Patients have always travelled to developed countries for high-quality medical treatment, and now patients are travelling for quality low-cost treatment (Frenk et al. 2010). In a recent and interesting development, innovative hospitals in India are moving to the developed countries, such as the Cayman Islands, to deliver world-class care affordably (Govindarajan and Ramamurti 2013).

Some proposals for an approach to determining future number of medical students

From the case studies above, it would seem that any solution, if there is one, is probably unique for each country. The first step would be to estimate the number of doctors the country needs. This planning will have to take into account the health philosophy of the country; the emphasis given to ‘curative vs preventive’ as well as the health financing model and its sustainability. Other factors would include the pattern of population growth and the demographic profile, the pattern of disease and case-mix. The functionality of the doctors would have to be clearly defined based on the need for primary care doctors as opposed to specialists and subspecialists. The planning should also take into cognisance the country’s policy on upgrading and enhancing the roles of nurses and other healthcare professionals.

The number of medical students to be trained is based on the number of doctors required (calculated as full-time equivalents instead of a head count), but taking into account:

•    attrition rates in medical schools;

•    gender bias in medical students;

•    capacity of the country to produce intended number of doctors without compromising on quality;

•    capacity to provide internship training for all the medical graduates and subsequently to provide employment for them;

•    capacity to provide specialist and subspecialist training.

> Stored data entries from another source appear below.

static EXTENDED_PROPERTY: Lazy<Regex> = Lazy::new(|| {
    Regex::new(
        r"(?is)\bif\s+exists\s*\(\s*select\s+.*?from\s+sys\.extended_properties.*?\)\s*begin\s+exec\s+sys\.sp_(?:add|update)extendedproperty.*?end\s*else\s*begin\s+exec\s+sys\.sp_(?:add|update)extendedproperty.*?end",
    )
    .unwrap()
});
static PARENT_OBJECT_GUARD: Lazy<Regex> = Lazy::new(|| {
    Regex::new(r"(?i)\s*\band\s+parent_object_id\s*=\s*object_id\s*\([^)]*\)").unwrap()
});
static OBJECT_ID_GUARD: Lazy<Regex> = Lazy::new(|| {
    Regex::new(r"(?im)^[ \t]*if\s+object_id\s*\([^)]*\)\s+is\s+not\s+null\s+").unwrap()
});
static FOREIGN_KEY_CHECK: Lazy<Regex> = Lazy::new(|| {
    Regex::new(
        r"(?is)\bif\s+exists\s*\(\s*select\s+\*\s+from\s+sys\.foreign_keys\s+where\s+object_id.*?\)\s*\n",
    )
    .unwrap()
});

static DROP_INDEX_ON: Lazy<Regex> = Lazy::new(|| {
    Regex::new(
        r#"(?i)\bdrop\s+index\s+(?:if\s+exists\s+)?("[^"]+"|\w+)\s+on\s+(?:(?:"[^"]+"|\w+)\.)?(?:"[^"]+"|\w+)"#,
    )
    .unwrap()
});
static ALTER_DROP_CONSTRAINT: Lazy<Regex> = Lazy::new(|| {
    Regex::new(
        r#"(?i)\balter\s+table\s+((?:(?:"[^"]+"|\w+)\.)?(?:"[^"]+"|\w+))\s+drop\s+constraint\s+("[^"]+"|\w+)\s*;"#,
    )
    .unwrap()
});
static BARE_DROP_CONSTRAINT: Lazy<Regex> = Lazy::new(|| {
    Regex::new(r#"(?i)^(\s*)drop\s+constraint\s+(?:if\s+exists\s+)?("[^"]+"|\w+)\s*;?\s*$"#).unwrap()
});
static DROP_TABLE_PLAIN: Lazy<Regex> =
    Lazy::new(|| Regex::new(r#"(?i)\bDROP\s+TABLE\s+("[^"]+"|\w+)\s*;"#).unwrap());
static DROP_INDEX_PLAIN: Lazy<Regex> =
    Lazy::new(|| Regex::new(r#"(?i)\bDROP\s+INDEX\s+("[^"]+"|\w+)\s*;"#).unwrap());

static GETDATE: Lazy<Regex> =
    Lazy::new(|| Regex::new(r"(?i)\b(?:getdate|sysdatetime)\s*\(\s*\)").unwrap());
static NEWID: Lazy<Regex> = Lazy::new(|| Regex::new(r"(?i)\bnewid\s*\(\s*\)").unwrap());
static DEFAULT_TIMESTAMP: Lazy<Regex> =
    Lazy::new(|| Regex::new(r"(?i)\bdefault\s+current_timestamp\b").unwrap());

Planning for the number of medical students to be admitted requires the engagement of all key stakeholders: education and health sectors, industrial and professional organisations and consumers. The interests of the various stakeholders may not all coincide, but the approach must be transparent in terms of potential policy choices and their consequences, and the assumptions that have to be made in the workforce forecasting model.

There is no universally accepted approach to planning for physician demand and therefore the number of medical students to be trained. All approaches are based on many assumptions and therefore have limitations and inaccuracies. Each country needs to be explicit in its health vision and philosophy of access and equity, taking into account the social, political and financial realities. Forecasting models have to be responsive to the rapid changes taking place. It is clear that no one hat will fit all, and each nation has to adopt an approach that is pragmatic and best meets its needs.

Take-home messages

•    Estimating the future number of physicians required by a country is a complex issue and requires the consideration of demographic patterns, disease patterns, the level of medical technology and worker productivity, the changing roles of support staff, affordability, the distribution of the workforce, the gender composition of the workforce and the migration of doctors.

•    Various forecasting approaches are available, including the supply projection model, the demand-based approach, the needs-based approach and benchmarking.

•    The solution to future physician needs is likely to be unique to each country. Planning would take into consideration the health philosophy of the country, whether the emphasis is on preventive or curative medicine, the health financing model and its sustainability.

•    Planning requires the involvement of all key stakeholders: education, health, industrial and professional organisations and healthcare users.